→ Stored data

= = = =

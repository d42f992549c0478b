//! Snapshot and sample types for the session telemetry agent.
//!
//! A session has exactly one [`StaticSnapshot`] and an ordered run of
//! [`ContinuousSample`]s. Sub-readings that could not be taken are kept in
//! the schema as [`Reading::Unavailable`] instead of being dropped.

use chrono::{DateTime, Utc};
use serde::{Deserialize, Serialize};
use std::collections::BTreeMap;

/// One sub-reading of a sample: either a value or an explicit marker that
/// the host could not provide it.
#[derive(Debug, Clone, PartialEq, Serialize, Deserialize)]
#[serde(tag = "status", rename_all = "snake_case")]
pub enum Reading<T> {
    Available { value: T },
    Unavailable { reason: String },
}

impl<T> Reading<T> {
    pub fn available(value: T) -> Self {
        Reading::Available { value }
    }

    pub fn unavailable(reason: impl Into<String>) -> Self {
        Reading::Unavailable {
            reason: reason.into(),
        }
    }

    /// The value, if the reading was taken.
    pub fn value(&self) -> Option<&T> {
        match self {
            Reading::Available { value } => Some(value),
            Reading::Unavailable { .. } => None,
        }
    }

    pub fn is_available(&self) -> bool {
        matches!(self, Reading::Available { .. })
    }
}

/// Device facts captured once per session.
#[derive(Debug, Clone, Default, PartialEq, Serialize, Deserialize)]
pub struct DeviceInfo {
    pub cpu_cores: Option<u32>,
    pub device_memory_gb: Option<f64>,
    pub platform: Option<String>,
    pub os_version: Option<String>,
    pub hostname: Option<String>,
}

/// Display facts captured once per session.
#[derive(Debug, Clone, Default, PartialEq, Serialize, Deserialize)]
pub struct DisplayInfo {
    pub width: Option<u32>,
    pub height: Option<u32>,
    pub pixel_ratio: Option<f64>,
    pub color_depth: Option<u32>,
}

/// Browser / runtime facts captured once per session.
#[derive(Debug, Clone, Default, PartialEq, Serialize, Deserialize)]
pub struct BrowserInfo {
    pub user_agent: Option<String>,
    pub language: Option<String>,
    pub timezone: Option<String>,
}

/// Session-invariant host facts. Immutable once captured.
#[derive(Debug, Clone, PartialEq, Serialize, Deserialize)]
pub struct StaticSnapshot {
    /// When the snapshot was captured
    pub captured_at: DateTime<Utc>,
    pub device: DeviceInfo,
    pub display: DisplayInfo,
    pub browser: BrowserInfo,
    /// Capability name -> supported. Absent means the probe did not check.
    pub capabilities: BTreeMap<String, bool>,
}

impl Default for StaticSnapshot {
    fn default() -> Self {
        Self {
            captured_at: Utc::now(),
            device: DeviceInfo::default(),
            display: DisplayInfo::default(),
            browser: BrowserInfo::default(),
            capabilities: BTreeMap::new(),
        }
    }
}

impl StaticSnapshot {
    /// Number of capabilities the probe reported as supported.
    pub fn supported_capabilities(&self) -> usize {
        self.capabilities.values().filter(|&&s| s).count()
    }
}

/// Connectivity state and quality for one tick.
#[derive(Debug, Clone, Default, PartialEq, Serialize, Deserialize)]
pub struct NetworkReading {
    pub online: bool,
    /// Physical link type, e.g. "wifi", "ethernet", "cellular"
    pub connection_type: Option<String>,
    /// Effective quality bucket, e.g. "4g", "3g"
    pub effective_type: Option<String>,
    /// Round-trip time estimate in milliseconds
    pub rtt_ms: Option<f64>,
    /// Downlink estimate in Mbit/s
    pub downlink_mbps: Option<f64>,
    pub save_data: Option<bool>,
}

/// Memory usage for one tick.
#[derive(Debug, Clone, Default, PartialEq, Serialize, Deserialize)]
pub struct MemoryReading {
    pub used_bytes: u64,
    pub total_bytes: u64,
    /// Hard ceiling, when the host exposes one
    pub limit_bytes: Option<u64>,
}

impl MemoryReading {
    /// Used fraction of the limit (or of the total when no limit is known).
    pub fn usage_ratio(&self) -> Option<f64> {
        let denominator = self.limit_bytes.unwrap_or(self.total_bytes);
        if denominator == 0 {
            return None;
        }
        Some((self.used_bytes as f64 / denominator as f64).clamp(0.0, 1.0))
    }
}

/// Coarse visibility / focus state for one tick.
#[derive(Debug, Clone, Default, PartialEq, Serialize, Deserialize)]
pub struct ActivityReading {
    pub visible: bool,
    pub focused: bool,
    /// Seconds since the last user input, when known
    pub idle_secs: Option<u64>,
}

/// Battery state for one tick.
#[derive(Debug, Clone, Default, PartialEq, Serialize, Deserialize)]
pub struct BatteryReading {
    /// Charge level in 0.0..=1.0
    pub level: f64,
    pub charging: bool,
}

/// One timer tick's reading of the time-varying host signals.
#[derive(Debug, Clone, PartialEq, Serialize, Deserialize)]
pub struct ContinuousSample {
    /// Position within the session, starting at 0
    pub index: u64,
    /// Offset from the session start in milliseconds
    pub elapsed_ms: u64,
    pub captured_at: DateTime<Utc>,
    pub network: Reading<NetworkReading>,
    pub memory: Reading<MemoryReading>,
    pub activity: Reading<ActivityReading>,
    pub battery: Reading<BatteryReading>,
}

impl ContinuousSample {
    /// Count of sub-readings that were unavailable on this tick.
    pub fn unavailable_count(&self) -> usize {
        [
            self.network.is_available(),
            self.memory.is_available(),
            self.activity.is_available(),
            self.battery.is_available(),
        ]
        .iter()
        .filter(|&&available| !available)
        .count()
    }
}

#[cfg(test)]
mod tests {
    use super::*;

    #[test]
    fn test_reading_serializes_with_status_tag() {
        let reading: Reading<BatteryReading> = Reading::unavailable("permission denied");
        let json = serde_json::to_value(&reading).unwrap();
        assert_eq!(json["status"], "unavailable");
        assert_eq!(json["reason"], "permission denied");

        let reading = Reading::available(BatteryReading {
            level: 0.5,
            charging: true,
        });
        let json = serde_json::to_value(&reading).unwrap();
        assert_eq!(json["status"], "available");
        assert_eq!(json["value"]["charging"], true);
    }

    #[test]
    fn test_memory_usage_ratio_prefers_limit() {
        let memory = MemoryReading {
            used_bytes: 50,
            total_bytes: 1000,
            limit_bytes: Some(100),
        };
        assert_eq!(memory.usage_ratio(), Some(0.5));

        let memory = MemoryReading {
            used_bytes: 50,
            total_bytes: 0,
            limit_bytes: None,
        };
        assert_eq!(memory.usage_ratio(), None);
    }

    #[test]
    fn test_supported_capabilities() {
        let mut snapshot = StaticSnapshot::default();
        snapshot.capabilities.insert("webgl".into(), true);
        snapshot.capabilities.insert("bluetooth".into(), false);
        assert_eq!(snapshot.supported_capabilities(), 1);
    }
}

= = = =

The data must be given again in full. Keep every line identical.

→ SOLUTION FOR THIS TASK
repository d42f992549c0478b
//! Snapshot and sample types for the session telemetry agent.
//!
//! A session has exactly one [`StaticSnapshot`] and an ordered run of
//! [`ContinuousSample`]s. Sub-readings that could not be taken are kept in
//! the schema as [`Reading::Unavailable`] instead of being dropped.

use chrono::{DateTime, Utc};
use serde::{Deserialize, Serialize};
use std::collections::BTreeMap;

/// One sub-reading of a sample: either a value or an explicit marker that
/// the host could not provide it.
#[derive(Debug, Clone, PartialEq, Serialize, Deserialize)]
#[serde(tag = "status", rename_all = "snake_case")]
pub enum Reading<T> {
    Available { value: T },
    Unavailable { reason: String },
}

impl<T> Reading<T> {
    pub fn available(value: T) -> Self {
        Reading::Available { value }
    }

    pub fn unavailable(reason: impl Into<String>) -> Self {
        Reading::Unavailable {
            reason: reason.into(),
        }
    }

    /// The value, if the reading was taken.
    pub fn value(&self) -> Option<&T> {
        match self {
            Reading::Available { value } => Some(value),
            Reading::Unavailable { .. } => None,
        }
    }

    pub fn is_available(&self) -> bool {
        matches!(self, Reading::Available { .. })
    }
}

/// Device facts captured once per session.
#[derive(Debug, Clone, Default, PartialEq, Serialize, Deserialize)]
pub struct DeviceInfo {
    pub cpu_cores: Option<u32>,
    pub device_memory_gb: Option<f64>,
    pub platform: Option<String>,
    pub os_version: Option<String>,
    pub hostname: Option<String>,
}

/// Display facts captured once per session.
#[derive(Debug, Clone, Default, PartialEq, Serialize, Deserialize)]
pub struct DisplayInfo {
    pub width: Option<u32>,
    pub height: Option<u32>,
    pub pixel_ratio: Option<f64>,
    pub color_depth: Option<u32>,
}

/// Browser / runtime facts captured once per session.
#[derive(Debug, Clone, Default, PartialEq, Serialize, Deserialize)]
pub struct BrowserInfo {
    pub user_agent: Option<String>,
    pub language: Option<String>,
    pub timezone: Option<String>,
}

/// Session-invariant host facts. Immutable once captured.
#[derive(Debug, Clone, PartialEq, Serialize, Deserialize)]
pub struct StaticSnapshot {
    /// When the snapshot was captured
    pub captured_at: DateTime<Utc>,
    pub device: DeviceInfo,
    pub display: DisplayInfo,
    pub browser: BrowserInfo,
    /// Capability name -> supported. Absent means the probe did not check.
    pub capabilities: BTreeMap<String, bool>,
}

impl Default for StaticSnapshot {
    fn default() -> Self {
        Self {
            captured_at: Utc::now(),
            device: DeviceInfo::default(),
            display: DisplayInfo::default(),
            browser: BrowserInfo::default(),
            capabilities: BTreeMap::new(),
        }
    }
}

impl StaticSnapshot {
    /// Number of capabilities the probe reported as supported.
    pub fn supported_capabilities(&self) -> usize {
        self.capabilities.values().filter(|&&s| s).count()
    }
}

/// Connectivity state and quality for one tick.
#[derive(Debug, Clone, Default, PartialEq, Serialize, Deserialize)]
pub struct NetworkReading {
    pub online: bool,
    /// Physical link type, e.g. "wifi", "ethernet", "cellular"
    pub connection_type: Option<String>,
    /// Effective quality bucket, e.g. "4g", "3g"
    pub effective_type: Option<String>,
    /// Round-trip time estimate in milliseconds
    pub rtt_ms: Option<f64>,
    /// Downlink estimate in Mbit/s
    pub downlink_mbps: Option<f64>,
    pub save_data: Option<bool>,
}

/// Memory usage for one tick.
#[derive(Debug, Clone, Default, PartialEq, Serialize, Deserialize)]
pub struct MemoryReading {
    pub used_bytes: u64,
    pub total_bytes: u64,
    /// Hard ceiling, when the host exposes one
    pub limit_bytes: Option<u64>,
}

impl MemoryReading {
    /// Used fraction of the limit (or of the total when no limit is known).
    pub fn usage_ratio(&self) -> Option<f64> {
        let denominator = self.limit_bytes.unwrap_or(self.total_bytes);
        if denominator == 0 {
            return None;
        }
        Some((self.used_bytes as f64 / denominator as f64).clamp(0.0, 1.0))
    }
}

/// Coarse visibility / focus state for one tick.
#[derive(Debug, Clone, Default, PartialEq, Serialize, Deserialize)]
pub struct ActivityReading {
    pub visible: bool,
    pub focused: bool,
    /// Seconds since the last user input, when known
    pub idle_secs: Option<u64>,
}

/// Battery state for one tick.
#[derive(Debug, Clone, Default, PartialEq, Serialize, Deserialize)]
pub struct BatteryReading {
    /// Charge level in 0.0..=1.0
    pub level: f64,
    pub charging: bool,
}

/// One timer tick's reading of the time-varying host signals.
#[derive(Debug, Clone, PartialEq, Serialize, Deserialize)]
pub struct ContinuousSample {
    /// Position within the session, starting at 0
    pub index: u64,
    /// Offset from the session start in milliseconds
    pub elapsed_ms: u64,
    pub captured_at: DateTime<Utc>,
    pub network: Reading<NetworkReading>,
    pub memory: Reading<MemoryReading>,
    pub activity: Reading<ActivityReading>,
    pub battery: Reading<BatteryReading>,
}

impl ContinuousSample {
    /// Count of sub-readings that were unavailable on this tick.
    pub fn unavailable_count(&self) -> usize {
        [
            self.network.is_available(),
            self.memory.is_available(),
            self.activity.is_available(),
            self.battery.is_available(),
        ]
        .iter()
        .filter(|&&available| !available)
        .count()
    }
}

#[cfg(test)]
mod tests {
    use super::*;

    #[test]
    fn test_reading_serializes_with_status_tag() {
        let reading: Reading<BatteryReading> = Reading::unavailable("permission denied");
        let json = serde_json::to_value(&reading).unwrap();
        assert_eq!(json["status"], "unavailable");
        assert_eq!(json["reason"], "permission denied");

        let reading = Reading::available(BatteryReading {
            level: 0.5,
            charging: true,
        });
        let json = serde_json::to_value(&reading).unwrap();
        assert_eq!(json["status"], "available");
        assert_eq!(json["value"]["charging"], true);
    }

    #[test]
    fn test_memory_usage_ratio_prefers_limit() {
        let memory = MemoryReading {
            used_bytes: 50,
            total_bytes: 1000,
            limit_bytes: Some(100),
        };
        assert_eq!(memory.usage_ratio(), Some(0.5));

        let memory = MemoryReading {
            used_bytes: 50,
            total_bytes: 0,
            limit_bytes: None,
        };
        assert_eq!(memory.usage_ratio(), None);
    }

    #[test]
    fn test_supported_capabilities() {
        let mut snapshot = StaticSnapshot::default();
        snapshot.capabilities.insert("webgl".into(), true);
        snapshot.capabilities.insert("bluetooth".into(), false);
        assert_eq!(snapshot.supported_capabilities(), 1);
    }
}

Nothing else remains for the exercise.